(Description of the task): The expected answer is the set of lines in the data below between the line holding "pub const STATUS_STOPPED: &str" and the line holding "pub const NONCE_BYTES: usize = 12;", inclusive, written out exactly.

(Entries taken from a collection)
____________________
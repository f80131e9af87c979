// Copyright (c) 2025 autounlock developers
//
// Licensed under the Apache License, Version 2.0
// <LICENSE-APACHE or https://www.apache.org/licenses/LICENSE-2.0> or the MIT
// license <LICENSE-MIT or https://opensource.org/licenses/MIT>, at your
// option. All files in the project carrying such notice may not be copied,
// modified, or distributed except according to those terms.

use std::time::Duration;

/// Delay between polls of the array state
pub const ARRAY_RETRY_DELAY: Duration = Duration::from_secs(15);
/// Bound on waiting for the array to report `Stopped`
pub const ARRAY_STATUS_TIMEOUT: Duration = Duration::from_secs(120);
/// Bound on waiting for the array to start, and for host readiness
pub const ARRAY_TIMEOUT: Duration = Duration::from_secs(15 * 60);
/// Delay before the single retry of a failed array start
pub const START_RETRY_DELAY: Duration = Duration::from_secs(30);

/// Array state before unlock
pub const STATUS_STOPPED: &str = "Stopped";
/// Array state after unlock
pub const STATUS_STARTED: &str = "Started";

/// AES-256-GCM key length
pub const ENCRYPTION_KEY_BYTES: usize = 32;
/// AES-GCM nonce length
pub const NONCE_BYTES: usize = 12;
/// HMAC-SHA256 tag length appended to every share
pub const SIGNATURE_BYTES: usize = 32;
/// Inclusive lower bound of the envelope padding
pub const MIN_PADDING_LENGTH: usize = 64;
/// Exclusive upper bound of the envelope padding
pub const MAX_PADDING_LENGTH: usize = 1_048_576;
/// Upper bound on threshold and total share count
pub const MAX_SHARES: u16 = 100;

/// Mode for the encrypted and decrypted keyfiles
pub const ENCRYPTION_FILE_MODE: u32 = 0o600;
/// Mode for the state file
pub const STATE_FILE_MODE: u32 = 0o600;
/// Mode for the state directory
pub const STATE_DIR_MODE: u32 = 0o700;

/// Largest accepted HTTP share body
pub const MAX_HTTP_RESPONSE_BYTES: usize = 512;

/// Default delay between collection rounds, in seconds
pub const DEFAULT_RETRY_DELAY_SECS: u16 = 60;
/// Default per-fetch timeout, in seconds
pub const DEFAULT_SERVER_TIMEOUT_SECS: u16 = 30;
// Copyright (c) 2025 autounlock developers
//
// Licensed under the Apache License, Version 2.0
// <LICENSE-APACHE or https://www.apache.org/licenses/LICENSE-2.0> or the MIT
// license <LICENSE-MIT or https://opensource.org/licenses/MIT>, at your
// option. All files in the project carrying such notice may not be copied,
// modified, or distributed except according to those terms.

use std::{
    fs::{File, OpenOptions},
    os::unix::fs::OpenOptionsExt,
    path::Path,
};

use anyhow::{Context, Result};
use libautounlock::Error;
use nix::fcntl::{Flock, FlockArg};
use tracing::trace;

const LOCK_FILE_MODE: u32 = 0o600;

/// Held for the life of the process.  Dropping it releases the lock.
#[derive(Debug)]
pub(crate) struct InstanceLock {
    _flock: Flock<File>,
}

/// Take an exclusive, non-blocking lock on `path`.
pub(crate) fn acquire(path: &Path) -> Result<InstanceLock> {
    let file = OpenOptions::new()
        .create(true)
        .truncate(false)
        .read(true)
        .write(true)
        .mode(LOCK_FILE_MODE)
        .open(path)
        .with_context(|| Error::Lock(format!("failed to open lock file {}", path.display())))?;
    let flock = Flock::lock(file, FlockArg::LockExclusiveNonblock)
        .map_err(|(_file, errno)| Error::Lock(format!("{}: {errno}", path.display())))?;
    trace!(lock = %path.display(), "Acquired instance lock");
    Ok(InstanceLock { _flock: flock })
}

#[cfg(test)]
mod test {
    use anyhow::Result;
    use libautounlock::{Error, classify};
    use tempfile::TempDir;

    use super::acquire;

    #[test]
    fn acquire_is_exclusive() -> Result<()> {
        let dir = TempDir::new()?;
        let path = dir.path().join("autounlock.lock");

        let first = acquire(&path)?;
        let err = acquire(&path).unwrap_err();
        assert!(matches!(classify(&err), Some(Error::Lock(_))));

        drop(first);
        let _again = acquire(&path)?;
        Ok(())
    }
}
____________________
(Written answer):
pub const STATUS_STOPPED: &str = "Stopped";
/// Array state after unlock
pub const STATUS_STARTED: &str = "Started";

/// AES-256-GCM key length
pub const ENCRYPTION_KEY_BYTES: usize = 32;
/// AES-GCM nonce length
pub const NONCE_BYTES: usize = 12;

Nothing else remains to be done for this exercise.